Jim: Yeah. The 900 million people, they have a potential of seeing the app that the user’s created and if they’re on our free plan, then they can . . . if they enter the contest, maybe they see our little logo at the bottom. A lot of those, of course, are paid users where they’re not seeing the logo, so they don’t really know who built the app. That’s what’s really nice is we go white label relatively inexpensively. It’s because we want to make sure that agencies and do it yourselfers and stuff, if they have a client, sign up for our service but then resell it to them. The client is paying for your knowledge and your design expertise and your management. We’re providing the platform but if you’re paying us $30 a month and you’re reselling the service to the client for $300 awesome, good for you.
Andrew: I see, I see. If I’m a designer and I have a client who wants me to manage their Facebook fan page I can use your software. Pay the $30 a month to manage their site and then charge them $300 for the service and the software.
Jim: Yeah, you can put a little “powered by Andrew” on there if you want. You know, that’s fine. We have a couple of agencies that are serving hundreds of clients with one account. It’s very profitable for them but…
Andrew: With the $300 a month plan.
Jim: Yeah.
Andrew: All right. You also, so the logo on the bottom of all those fan pages really helps. The other thing that helps is PR, right? You guys got, well what was your earliest PR gig?
Jim: When we, we kind of held off on doing too much PR when we didn’t have the ability to charge. We launched and we didn’t even have the payment system built. Again, minimum viable product. Can you get it out there and start getting feedback? We couldn’t accept a credit card but as soon as we could we said OK, let’s see if we can get some people to know about. Again, my background is more in like advertising and marketing. I don’t really know what PR is or does or whatever. But after talking with a couple of people we said, you know, what if you could be written up in Mashable or if you’re going to be on AllFacebook or something like that as an article? I thought that would be awesome.

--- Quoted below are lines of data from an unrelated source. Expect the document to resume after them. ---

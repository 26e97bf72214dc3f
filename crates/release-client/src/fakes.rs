//! In-memory fakes for storage traits (testing only)
//!
//! `MemoryBlobStore` evaluates the same tag filter grammar the blob service
//! accepts (`@container='c' AND "key" op 'value'`, ops `=`, `>`, `>=`, `<`,
//! `<=`) with lexicographic comparison, and echoes back only the tag keys
//! the filter mentions, as the real service does.

use std::collections::{BTreeMap, HashMap};
use std::sync::{Mutex, OnceLock};

use async_trait::async_trait;
use regex::Regex;

use crate::error::StorageError;
use crate::storage_traits::*;

#[derive(Debug, Clone)]
struct StoredBlob {
    container: String,
    name: String,
    tags: BTreeMap<String, String>,
}

#[derive(Debug, Clone, PartialEq, Eq)]
enum Subject {
    Container,
    Tag(String),
}

#[derive(Debug, Clone)]
struct Clause {
    subject: Subject,
    op: String,
    value: String,
}

impl Clause {
    fn matches(&self, blob: &StoredBlob) -> bool {
        let actual = match &self.subject {
            Subject::Container => blob.container.as_str(),
            Subject::Tag(key) => match blob.tags.get(key) {
                Some(v) => v.as_str(),
                None => return false,
            },
        };
        let expected = self.value.as_str();
        match self.op.as_str() {
            "=" => actual == expected,
            ">" => actual > expected,
            ">=" => actual >= expected,
            "<" => actual < expected,
            "<=" => actual <= expected,
            _ => false,
        }
    }
}

fn clause_pattern() -> &'static Regex {
    static PATTERN: OnceLock<Regex> = OnceLock::new();
    PATTERN.get_or_init(|| {
        Regex::new(r#"^(?:@container|"([^"]+)")\s*(>=|<=|=|>|<)\s*'([^']*)'$"#)
            .expect("static regex")
    })
}

fn parse_filter(filter: &str) -> StorageResult<Vec<Clause>> {
    filter
        .split(" AND ")
        .map(|raw| {
            let raw = raw.trim();
            let caps = clause_pattern()
                .captures(raw)
                .ok_or_else(|| StorageError::Status {
                    url: "memory://".to_string(),
                    status: 400,
                    body: format!("invalid filter clause: {raw}"),
                })?;
            Ok(Clause {
                subject: match caps.get(1) {
                    Some(key) => Subject::Tag(key.as_str().to_string()),
                    None => Subject::Container,
                },
                op: caps[2].to_string(),
                value: caps[3].to_string(),
            })
        })
        .collect()
}

/// In-memory blob service.
#[derive(Debug)]
pub struct MemoryBlobStore {
    blobs: Mutex<Vec<StoredBlob>>,
    contents: Mutex<HashMap<(String, String), Vec<u8>>>,
    page_size: usize,
    filters: Mutex<Vec<String>>,
    downloads: Mutex<Vec<String>>,
    filter_failure: Mutex<Option<String>>,
    download_failures: Mutex<HashMap<String, String>>,
}

impl Default for MemoryBlobStore {
    fn default() -> Self {
        MemoryBlobStore {
            blobs: Mutex::default(),
            contents: Mutex::default(),
            page_size: 5000,
            filters: Mutex::default(),
            downloads: Mutex::default(),
            filter_failure: Mutex::default(),
            download_failures: Mutex::default(),
        }
    }
}

impl MemoryBlobStore {
    pub fn new() -> Self {
        Self::default()
    }

    /// Return at most `page_size` blobs per listing call.
    pub fn with_page_size(mut self, page_size: usize) -> Self {
        self.page_size = page_size.max(1);
        self
    }

    /// Register a blob for tag-filtered listings.
    pub fn add_blob(&self, container: &str, name: &str, tags: &[(&str, &str)]) {
        self.blobs.lock().unwrap().push(StoredBlob {
            container: container.to_string(),
            name: name.to_string(),
            tags: tags
                .iter()
                .map(|(k, v)| (k.to_string(), v.to_string()))
                .collect(),
        });
    }

    /// Set the bytes returned when `path` is downloaded.
    pub fn put_content(&self, container: &str, path: &str, content: impl Into<Vec<u8>>) {
        self.contents
            .lock()
            .unwrap()
            .insert((container.to_string(), path.to_string()), content.into());
    }

    /// Make every listing call fail.
    pub fn fail_filter_with(&self, message: &str) {
        *self.filter_failure.lock().unwrap() = Some(message.to_string());
    }

    /// Make downloads of `path` fail regardless of stored content.
    pub fn fail_download_of(&self, path: &str, message: &str) {
        self.download_failures
            .lock()
            .unwrap()
            .insert(path.to_string(), message.to_string());
    }

    /// Number of listing calls made so far, one per page.
    pub fn filter_calls(&self) -> usize {
        self.filters.lock().unwrap().len()
    }

    /// Every filter expression received, in call order.
    pub fn filters(&self) -> Vec<String> {
        self.filters.lock().unwrap().clone()
    }

    pub fn download_calls(&self) -> usize {
        self.downloads.lock().unwrap().len()
    }

    /// Every downloaded path, in call order.
    pub fn downloads(&self) -> Vec<String> {
        self.downloads.lock().unwrap().clone()
    }
}

#[async_trait]
impl BlobStore for MemoryBlobStore {
    async fn filter_blobs(
        &self,
        filter: &str,
        marker: Option<&str>,
    ) -> StorageResult<FilterBlobsPage> {
        self.filters.lock().unwrap().push(filter.to_string());
        if let Some(message) = self.filter_failure.lock().unwrap().clone() {
            return Err(StorageError::Http(message));
        }

        let clauses = parse_filter(filter)?;
        let start = match marker {
            Some(m) => m
                .parse::<usize>()
                .map_err(|_| StorageError::Decode(format!("invalid marker: {m}")))?,
            None => 0,
        };

        let blobs = self.blobs.lock().unwrap();
        let matching: Vec<&StoredBlob> = blobs
            .iter()
            .filter(|blob| clauses.iter().all(|c| c.matches(blob)))
            .collect();

        let page = matching
            .iter()
            .skip(start)
            .take(self.page_size)
            .map(|blob| TaggedBlob {
                container_name: blob.container.clone(),
                name: blob.name.clone(),
                tags: blob
                    .tags
                    .iter()
                    .filter(|(key, _)| {
                        clauses
                            .iter()
                            .any(|c| c.subject == Subject::Tag(key.to_string()))
                    })
                    .map(|(k, v)| (k.clone(), v.clone()))
                    .collect(),
            })
            .collect();

        let end = start + self.page_size;
        Ok(FilterBlobsPage {
            blobs: page,
            next_marker: (end < matching.len()).then(|| end.to_string()),
        })
    }

    async fn download(&self, container: &str, path: &str) -> StorageResult<Vec<u8>> {
        self.downloads.lock().unwrap().push(path.to_string());
        if let Some(message) = self.download_failures.lock().unwrap().get(path) {
            return Err(StorageError::Http(message.clone()));
        }

        self.contents
            .lock()
            .unwrap()
            .get(&(container.to_string(), path.to_string()))
            .cloned()
            .ok_or_else(|| StorageError::NotFound {
                container: container.to_string(),
                path: path.to_string(),
            })
    }
}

I don’t know what they did. Sent some letters and they sent some emails, made some phone calls and the next thing you know I’m being interviewed and our product is being reviewed and talked about. The push that we got from PR versus advertising was night and day. PR is the closest thing that you can get to a referral. You know what, even if someone says hey, it’s a great product but there are some flaws and it’s not for everyone that’s so much better than just a banner ad that says click here, try it, you’re going to love it. It’s like a word of mouth referral. I was totally turned on by PR and going forward, I mean, that’s where a massive…

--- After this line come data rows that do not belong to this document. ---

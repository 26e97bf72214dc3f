//! Tracing initialisation for the `release` binary.
//!
//! Logs go to stderr so that stdout carries only the formatted query result.

use tracing::Level;
use tracing_subscriber::layer::SubscriberExt;
use tracing_subscriber::util::SubscriberInitExt;
use tracing_subscriber::{fmt, EnvFilter};

/// Environment variable consulted for the filter directive before `RUST_LOG`.
pub const LOG_ENV: &str = "RELEASE_LOG";

fn env_filter(level: Level) -> EnvFilter {
    EnvFilter::try_from_env(LOG_ENV)
        .or_else(|_| EnvFilter::try_from_default_env())
        .unwrap_or_else(|_| EnvFilter::new(level.as_str()))
}

/// Install the global subscriber.
///
/// `json` switches to newline-delimited JSON. `level` applies when neither
/// `RELEASE_LOG` nor `RUST_LOG` is set. Later calls are ignored.
pub fn init_tracing(json: bool, level: Level) {
    let filter = env_filter(level);

    if json {
        tracing_subscriber::registry()
            .with(filter)
            .with(fmt::layer().with_target(false).with_writer(std::io::stderr).json())
            .try_init()
            .ok();
    } else {
        tracing_subscriber::registry()
            .with(filter)
            .with(fmt::layer().with_target(false).with_writer(std::io::stderr))
            .try_init()
            .ok();
    }
}
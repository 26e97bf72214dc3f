//! Component digest extraction.
//!
//! The per-region components manifest is already a projection of the
//! region's config holding only image references, so extraction walks the
//! whole tree and keeps every string leaf:
//!
//! ```yaml
//! backend:
//!   imageDigest:
//!     digest: sha256:deadbeef
//! ```
//!
//! becomes `backend.image-digest = deadbeef`. The last path segment (the
//! `digest`/`sha` field name) is dropped and the remaining segments are
//! kebab-cased.
//!
//! Tags follow `serde_yaml`'s core-schema resolution, which has no
//! `!!timestamp`: a plain date such as `digest: 2025-01-01` is a string
//! leaf and is kept.

use heck::ToKebabCase;
use serde_yaml::value::TaggedValue;
use serde_yaml::Value;
use tracing::warn;

use crate::error::ComponentsError;
use crate::types::Components;

/// Resolved tag of a scalar node.
#[derive(Debug, Clone, PartialEq, Eq)]
pub enum ScalarTag {
    Str,
    Int,
    Float,
    Bool,
    Null,
    /// Explicit application tag such as `!custom`
    Custom(String),
}

impl std::fmt::Display for ScalarTag {
    fn fmt(&self, f: &mut std::fmt::Formatter<'_>) -> std::fmt::Result {
        match self {
            ScalarTag::Str => f.write_str("!!str"),
            ScalarTag::Int => f.write_str("!!int"),
            ScalarTag::Float => f.write_str("!!float"),
            ScalarTag::Bool => f.write_str("!!bool"),
            ScalarTag::Null => f.write_str("!!null"),
            ScalarTag::Custom(tag) => f.write_str(tag),
        }
    }
}

/// Untyped YAML tree.
#[derive(Debug, Clone, PartialEq)]
pub enum YamlNode {
    /// Key/value pairs in document order
    Mapping(Vec<(String, YamlNode)>),
    Sequence(Vec<YamlNode>),
    Scalar { value: String, tag: ScalarTag },
}

impl YamlNode {
    pub fn string(value: impl Into<String>) -> Self {
        YamlNode::Scalar {
            value: value.into(),
            tag: ScalarTag::Str,
        }
    }
}

fn key_text(key: &Value) -> String {
    match key {
        Value::String(s) => s.clone(),
        Value::Number(n) => n.to_string(),
        Value::Bool(b) => b.to_string(),
        Value::Null => "null".to_string(),
        Value::Tagged(tagged) => key_text(&tagged.value),
        Value::Sequence(_) | Value::Mapping(_) => String::new(),
    }
}

impl From<Value> for YamlNode {
    fn from(value: Value) -> Self {
        match value {
            Value::Mapping(map) => YamlNode::Mapping(
                map.into_iter()
                    .map(|(k, v)| (key_text(&k), YamlNode::from(v)))
                    .collect(),
            ),
            Value::Sequence(items) => {
                YamlNode::Sequence(items.into_iter().map(YamlNode::from).collect())
            }
            Value::String(s) => YamlNode::string(s),
            Value::Number(n) => YamlNode::Scalar {
                tag: if n.is_f64() {
                    ScalarTag::Float
                } else {
                    ScalarTag::Int
                },
                value: n.to_string(),
            },
            Value::Bool(b) => YamlNode::Scalar {
                value: b.to_string(),
                tag: ScalarTag::Bool,
            },
            Value::Null => YamlNode::Scalar {
                value: String::new(),
                tag: ScalarTag::Null,
            },
            Value::Tagged(tagged) => {
                let TaggedValue { tag, value } = *tagged;
                match YamlNode::from(value) {
                    YamlNode::Scalar { value, .. } => YamlNode::Scalar {
                        value,
                        tag: ScalarTag::Custom(tag.to_string()),
                    },
                    collection => collection,
                }
            }
        }
    }
}

/// True when the text holds no YAML node, only blanks, comments and markers.
fn is_blank_document(content: &[u8]) -> bool {
    String::from_utf8_lossy(content).lines().all(|line| {
        let line = line.trim();
        line.is_empty() || line.starts_with('#') || line == "---" || line == "..."
    })
}

/// Parse a components manifest into its root node.
pub fn parse_document(content: &[u8]) -> Result<YamlNode, ComponentsError> {
    if is_blank_document(content) {
        return Err(ComponentsError::EmptyDocument);
    }
    // An explicit null root is a leaf like any other and gets skipped.
    let root: Value = serde_yaml::from_slice(content)?;
    Ok(root.into())
}

/// Parse and flatten a components manifest.
pub fn extract_components(content: &[u8]) -> Result<Components, ComponentsError> {
    let root = parse_document(content)?;
    let mut components = Components::new();
    let mut path = Vec::new();
    walk(&root, &mut path, &mut components)?;
    Ok(components)
}

/// Depth-first walk collecting string leaves into `out`.
///
/// Non-string and empty leaves are skipped with a warning; a string leaf
/// with no path at all means the document is not a tree of components.
pub fn walk(
    node: &YamlNode,
    path: &mut Vec<String>,
    out: &mut Components,
) -> Result<(), ComponentsError> {
    match node {
        YamlNode::Mapping(entries) => {
            for (key, value) in entries {
                path.push(key.clone());
                let result = walk(value, path, out);
                path.pop();
                result?;
            }
        }
        YamlNode::Sequence(items) => {
            for (index, value) in items.iter().enumerate() {
                path.push(index.to_string());
                let result = walk(value, path, out);
                path.pop();
                result?;
            }
        }
        YamlNode::Scalar { value, tag } => {
            if *tag != ScalarTag::Str || value.is_empty() {
                warn!(
                    event = "components.leaf_skipped",
                    tag = %tag,
                    path = %path.join("."),
                    "string node expected"
                );
                return Ok(());
            }

            let Some((_, name_parts)) = path.split_last() else {
                return Err(ComponentsError::PathlessLeaf {
                    value: value.clone(),
                });
            };

            let name = name_parts
                .iter()
                .map(|part| part.to_kebab_case())
                .collect::<Vec<_>>()
                .join(".");
            let digest = value.strip_prefix("sha256:").unwrap_or(value);
            out.insert(name, digest.to_string());
        }
    }
    Ok(())
}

Andrew: How do you get PR in the beginning when you don’t have PR experience?
Jim: Trust. You know, you talk with a couple of people and you go well, we’ve never done it before but let’s see what you can do. I know what I know and…

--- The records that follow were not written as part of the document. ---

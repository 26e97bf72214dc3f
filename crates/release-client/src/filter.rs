//! Server-side tag filter expressions.
//!
//! Produces the Blob service "Find Blobs by Tags" grammar:
//!
//! ```text
//! @container='releases' AND "environment"='int' AND "serviceGroupBase"='Microsoft.Azure.ARO.HCP'
//!   AND "timestamp">='2025-10-16T00:00:00Z' AND "timestamp"<'2025-10-31T00:00:00Z'
//!   AND "serviceGroup">=''
//! ```
//!
//! `"serviceGroup">=''` always matches; it is there so the service echoes the
//! `serviceGroup` tag back in the listing.

use chrono::SecondsFormat;

use crate::config::Environment;
use crate::window::TimeWindow;

pub const TAG_TIMESTAMP: &str = "timestamp";
pub const TAG_ENVIRONMENT: &str = "environment";
pub const TAG_SERVICE_GROUP_BASE: &str = "serviceGroupBase";
pub const TAG_SERVICE_GROUP: &str = "serviceGroup";
pub const TAG_PIPELINE_REVISION: &str = "revision";
pub const TAG_SOURCE_REVISION: &str = "upstreamRevision";

/// Comparison operators the tag filter grammar supports.
#[derive(Debug, Clone, Copy, PartialEq, Eq)]
pub enum FilterOperator {
    Eq,
    GreaterOrEqual,
    Less,
}

impl FilterOperator {
    pub fn as_str(&self) -> &'static str {
        match self {
            FilterOperator::Eq => "=",
            FilterOperator::GreaterOrEqual => ">=",
            FilterOperator::Less => "<",
        }
    }
}

impl std::fmt::Display for FilterOperator {
    fn fmt(&self, f: &mut std::fmt::Formatter<'_>) -> std::fmt::Result {
        f.write_str(self.as_str())
    }
}

/// A single `"key"<op>'value'` clause.
#[derive(Debug, Clone, PartialEq, Eq)]
pub struct FilterPredicate {
    pub key: &'static str,
    pub operator: FilterOperator,
    pub value: String,
    pub enabled: bool,
}

impl FilterPredicate {
    fn new(key: &'static str, operator: FilterOperator, value: impl Into<String>) -> Self {
        Self {
            key,
            operator,
            value: value.into(),
            enabled: true,
        }
    }

    fn when_set(key: &'static str, value: &str) -> Self {
        Self {
            enabled: !value.is_empty(),
            ..Self::new(key, FilterOperator::Eq, value)
        }
    }
}

impl std::fmt::Display for FilterPredicate {
    fn fmt(&self, f: &mut std::fmt::Formatter<'_>) -> std::fmt::Result {
        write!(f, "\"{}\"{}'{}'", self.key, self.operator, self.value)
    }
}

/// Inputs to one filter expression.
#[derive(Debug, Clone, Copy)]
pub struct ReleaseFilter<'a> {
    pub container: &'a str,
    pub environment: Environment,
    pub service_group_base: &'a str,
    pub window: TimeWindow,
    pub pipeline_revision: &'a str,
    pub source_revision: &'a str,
}

impl ReleaseFilter<'_> {
    /// Tag clauses in their fixed order, disabled ones included.
    pub fn predicates(&self) -> Vec<FilterPredicate> {
        let since = self
            .window
            .since()
            .to_rfc3339_opts(SecondsFormat::Secs, true);
        let until = self
            .window
            .until()
            .to_rfc3339_opts(SecondsFormat::Secs, true);

        vec![
            FilterPredicate::new(TAG_ENVIRONMENT, FilterOperator::Eq, self.environment.as_str()),
            FilterPredicate::new(
                TAG_SERVICE_GROUP_BASE,
                FilterOperator::Eq,
                self.service_group_base,
            ),
            FilterPredicate::new(TAG_TIMESTAMP, FilterOperator::GreaterOrEqual, since),
            FilterPredicate::new(TAG_TIMESTAMP, FilterOperator::Less, until),
            FilterPredicate::new(TAG_SERVICE_GROUP, FilterOperator::GreaterOrEqual, ""),
            FilterPredicate::when_set(TAG_PIPELINE_REVISION, self.pipeline_revision),
            FilterPredicate::when_set(TAG_SOURCE_REVISION, self.source_revision),
        ]
    }

    /// Render the full expression, container clause first.
    pub fn build(&self) -> String {
        let mut clauses = vec![format!("@container='{}'", self.container)];
        clauses.extend(
            self.predicates()
                .iter()
                .filter(|p| p.enabled)
                .map(ToString::to_string),
        );
        let filter = clauses.join(" AND ");
        tracing::debug!(filter = %filter, "built tag filter");
        filter
    }
}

Andrew: You hired a PR agency?
Jim: We did. Yeah.
Andrew: Oh, I see. You hired a PR agency and they got you into Mashable and they got you into AllFacebook, etc.
Jim: Correct.
Andrew: What did you pay for PR?
Jim: You know, at the time we were lucky because we were both hungry. We didn’t have a whole lot of money. I think we probably paid, I don’t know, $3,000 for a launch. Something like that, and for a few months.
Andrew: $3,000 got you a full launch over several months?
Jim: Yeah. What you’re looking at though is, you know, you’re not going to be able to go Madison Avenue and pay that. But if you can pay someone working off their kitchen table or just starting out or something like that. It’s important to see that the person is, if they’re going to really go for it. If they’re going to have some sense of ownership or investment in it. These guys did and it was great for us. Now we actually have PR in house. It’s been great.
Andrew: What’s the name of the company?
Jim: Abbi PR. A-B-B-I.
Andrew: I’m sorry, could you say that again? I talked over you.
Jim: Oh no, Abbi PR. They started us out and they were absolutely awesome.
Andrew: That’s not how this interview happened. We just, I think we reached out to you, right?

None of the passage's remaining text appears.